Select, from the data, each line where "metrics" occurs.
Source information Block Start
//! Built-in benchmark suites.

use benchmeter_core::{MetricKind, ThresholdSpec, Tracked};
use benchmeter_harness::{Benchmark, BenchmarkConfiguration, BenchmarkSuite};
use std::collections::HashMap;
use std::hint::black_box;

pub fn all() -> Vec<BenchmarkSuite> {
    vec![collections(), lifecycle(), io()]
}

fn collections() -> BenchmarkSuite {
    let config = BenchmarkConfiguration::default()
        .metrics(MetricKind::MEMORY)
        .scaling_factor(100)
        .threshold(MetricKind::MallocCountTotal, ThresholdSpec::standard());

    BenchmarkSuite::new("Collections")
        .with(Benchmark::new("vecPush", config.clone(), || {
            let mut values = Vec::new();
            for i in 0..64u64 {
                values.push(black_box(i));
            }
            black_box(values);
        }))
        .with(Benchmark::new("vecWithCapacity", config.clone(), || {
            let mut values = Vec::with_capacity(64);
            for i in 0..64u64 {
                values.push(black_box(i));
            }
            black_box(values);
        }))
        .with(Benchmark::new("hashMapInsert", config.clone(), || {
            let mut map = HashMap::new();
            for i in 0..32u32 {
                map.insert(black_box(i), i.to_string());
            }
            black_box(map);
        }))
        .with(Benchmark::new("stringFormat", config, || {
            black_box(format!("{}-{}", black_box(42), black_box("suffix")));
        }))
}

fn lifecycle() -> BenchmarkSuite {
    let config = BenchmarkConfiguration::default()
        .metrics(MetricKind::LIFECYCLE)
        .scaling_factor(1_000);

    BenchmarkSuite::new("Lifecycle")
        .with(Benchmark::new("cloneAndDrop", config.clone(), || {
            let handle = Tracked::new([0u8; 64]);
            let copy = handle.clone();
            black_box(copy.len());
        }))
        .with(Benchmark::new("sharedFanOut", config, || {
            let handle = Tracked::new(String::from("shared"));
            let copies: Vec<_> = (0..8).map(|_| handle.clone()).collect();
            black_box(copies.len());
        }))
}

fn io() -> BenchmarkSuite {
    let config = BenchmarkConfiguration::default()
        .metrics(&[
            MetricKind::Syscalls,
            MetricKind::WriteSyscalls,
            MetricKind::CpuTotal,
        ])
        .scaling_factor(10);

    BenchmarkSuite::new("Io").with(Benchmark::fallible("tempFileWrite", config, || {
        let path = std::env::temp_dir().join(format!("benchmeter-{}.tmp", std::process::id()));
        std::fs::write(&path, [0u8; 4096])?;
        std::fs::remove_file(&path)
    }))
}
Source information Block End
### Exercise result
        .metrics(MetricKind::MEMORY)
        .metrics(MetricKind::LIFECYCLE)
        .metrics(&[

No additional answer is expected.